══ EXTRACTED MATERIAL

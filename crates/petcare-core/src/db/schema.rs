//! SQLite schema definition.

/// Key-value store holding one serialized collection per key.
pub const SCHEMA: &str = r#"
CREATE TABLE IF NOT EXISTS kv_store (
    key TEXT PRIMARY KEY,
    value TEXT NOT NULL,                         -- JSON array of records
    updated_at TEXT NOT NULL DEFAULT (datetime('now'))
);
"#;
//! ISO-8601 timestamp handling.
//!
//! Records carry their timestamps as strings (`dateISO`, `dueISO`, ...), the
//! same shape they are persisted in. Anything that orders, compares or does
//! arithmetic on them parses to an instant first, so results never depend on
//! how a particular string was laid out.

use chrono::{DateTime, FixedOffset, NaiveDate, NaiveDateTime, SecondsFormat, TimeZone, Utc};

/// Accepted layouts for timestamps without an explicit offset (read as UTC).
const NAIVE_FORMATS: [&str; 2] = ["%Y-%m-%dT%H:%M:%S%.f", "%Y-%m-%dT%H:%M"];

/// Parse a timestamp, keeping the offset it was written with.
///
/// Accepts RFC 3339 (`2024-01-01T10:00:00Z`, `2024-01-01T10:00:00.000+02:00`),
/// offset-less date-times and bare dates. The last two are read as UTC.
pub fn parse_timestamp(value: &str) -> Option<DateTime<FixedOffset>> {
    let value = value.trim();
    if let Ok(parsed) = DateTime::parse_from_rfc3339(value) {
        return Some(parsed);
    }

    let utc = FixedOffset::east_opt(0)?;
    parse_naive(value).map(|naive| utc.from_utc_datetime(&naive))
}

/// Parse a timestamp entered by a user whose wall clock is `tz`.
///
/// Explicit offsets are honoured; offset-less date-times and bare dates are
/// local times in `tz` (the earlier instant when a DST fold repeats them).
pub fn parse_in_zone<Tz: TimeZone>(value: &str, tz: &Tz) -> Option<DateTime<Utc>> {
    let value = value.trim();
    if let Ok(parsed) = DateTime::parse_from_rfc3339(value) {
        return Some(parsed.with_timezone(&Utc));
    }

    let naive = parse_naive(value)?;
    tz.from_local_datetime(&naive)
        .earliest()
        .map(|local| local.with_timezone(&Utc))
}

fn parse_naive(value: &str) -> Option<NaiveDateTime> {
    if value.is_empty() {
        return None;
    }

    NAIVE_FORMATS
        .iter()
        .find_map(|format| NaiveDateTime::parse_from_str(value, format).ok())
        .or_else(|| {
            NaiveDate::parse_from_str(value, "%Y-%m-%d")
                .ok()
                .and_then(|date| date.and_hms_opt(0, 0, 0))
        })
}

/// Parse a timestamp to an absolute instant.
pub fn instant_of(value: &str) -> Option<DateTime<Utc>> {
    parse_timestamp(value).map(|parsed| parsed.with_timezone(&Utc))
}

/// Calendar day of a timestamp as seen from `tz`.
pub fn calendar_day<Tz: TimeZone>(value: &str, tz: &Tz) -> Option<NaiveDate> {
    instant_of(value).map(|instant| instant.with_timezone(tz).date_naive())
}

/// Canonical RFC 3339 form: `Z` for UTC, sub-second digits only when present.
pub fn format_timestamp(value: &DateTime<FixedOffset>) -> String {
    value.to_rfc3339_opts(SecondsFormat::AutoSi, true)
}

/// Canonical UTC form of any zoned instant.
pub fn format_utc<Tz: TimeZone>(value: &DateTime<Tz>) -> String {
    value
        .with_timezone(&Utc)
        .to_rfc3339_opts(SecondsFormat::AutoSi, true)
}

════

PROBLEM STATEMENT » Every line of the records above where the string "parsed" is found should be copied.

RESULT OF THE TASK »
    if let Ok(parsed) = DateTime::parse_from_rfc3339(value) {
        return Some(parsed);
    if let Ok(parsed) = DateTime::parse_from_rfc3339(value) {
        return Some(parsed.with_timezone(&Utc));
    parse_timestamp(value).map(|parsed| parsed.with_timezone(&Utc))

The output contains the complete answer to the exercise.